Opinion
3:20-CV-0726-ART-CLB
04-27-2022
TERRENCE HAZEL, Plaintiff, v. PERRY RUSSELL, et al., Defendants.
REPORT AND RECOMMENDATION OF U.S. MAGISTRATE JUDGE
This Report and Recommendation is made to the Honorable Anne R. Traum, United States District Judge. The action was referred to the undersigned Magistrate Judge pursuant to 28 U.S.C. § 636(b)(1)(B) and LR IB 1 -4.
[ECF No. 33]
This case involves a civil rights action filed by Plaintiff Terrence Hazel (“Hazel”) against Defendants Charles Daniels, David Greene, Michael Minev, Frances Oakman, and Perry Russell (collectively referred to as “Defendants”). Currently pending before the Court is Defendants' motion to dismiss. (ECF No. 33.) Hazel responded, (ECF No. 35), and Defendants replied. (ECF No. 36.) For the reasons stated below, the Court recommends that Defendants' motion to dismiss, (ECF No. 33), be granted in part and denied in part.

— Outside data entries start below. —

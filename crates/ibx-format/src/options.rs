//! Conversion options.

/// How typed values are rendered as text.
///
/// Each flag switches one integer width from decimal to zero-padded
/// hexadecimal (`0xFF`, `0x00FF`, `0x000000FF`).
#[derive(Debug, Clone, Copy, Default, PartialEq, Eq)]
pub struct RenderOptions {
    /// Render 8-bit integers as hex.
    pub hex8: bool,
    /// Render 16-bit integers as hex.
    pub hex16: bool,
    /// Render 32-bit integers as hex.
    pub hex32: bool,
}

/// How a document is built from an element tree.
#[derive(Debug, Clone, Copy, PartialEq, Eq)]
pub struct BuildOptions {
    /// Share one typed-value entry between properties with the same type
    /// and text. Disabling this gives every property its own entry, which
    /// makes the output larger.
    pub share_values: bool,
}

impl Default for BuildOptions {
    fn default() -> Self {
        Self { share_values: true }
    }
}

I. FACTUAL BACKGROUND AND PROCEDURAL HISTORY
Hazel is a former inmate of the Nevada Department of Corrections (“NDOC”). Hazel initiated this action on December 31, 2020, while he was incarcerated at the Northern Nevada Correctional Center (“NNCC”), by filing a complaint pursuant to 42 U.S.C. § 1983. (ECF No. 1.)

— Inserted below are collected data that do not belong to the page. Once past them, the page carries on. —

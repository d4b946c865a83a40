//! Error types for batch conversion.

use thiserror::Error;

/// Errors that can occur while planning or running conversions.
#[derive(Debug, Error)]
pub enum Error {
    /// I/O error.
    #[error("I/O error: {0}")]
    Io(#[from] std::io::Error),

    /// Decoding, encoding or XML error from the format crate.
    #[error("{0}")]
    Format(#[from] ibx_format::Error),

    /// Error while walking an input directory.
    #[error("directory walk error: {0}")]
    Walk(#[from] walkdir::Error),
}

/// Result type for batch operations.
pub type Result<T> = std::result::Result<T, Error>;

Hazel's original complaint related to COVID-19 protocols at NNCC. (ECF No. 23.) The District Court screened Hazel's original complaint and allowed him to: (1) proceed on an Eighth Amendment deliberate indifference to serious medical needs claim against Defendants; (2) dismissed with leave to amend a Fourteenth Amendment due process claim; (3) dismissed with leave to amend a First Amendment retaliation claim; (4) dismissed with leave to amend a Fourteenth Amendment equal protection claim; (5) dismissed with prejudice ADA/RA claims based on lack of medical care; (6) dismissed with leave to amend other ADA/RA claims; and (7) dismissed with leave to amend a denial of access to courts claim. (ECF No. 22.) Prior to filing his amended complaint, Hazel was released from prison. (See ECF Nos. 24, 26.) Because Hazel paid the full filing fee and was no longer incarcerated at the time he filed his amended complaint, the Court removed the amended complaint from the screening pool and allowed Hazel to proceed on the amended complaint. (ECF No. 27.)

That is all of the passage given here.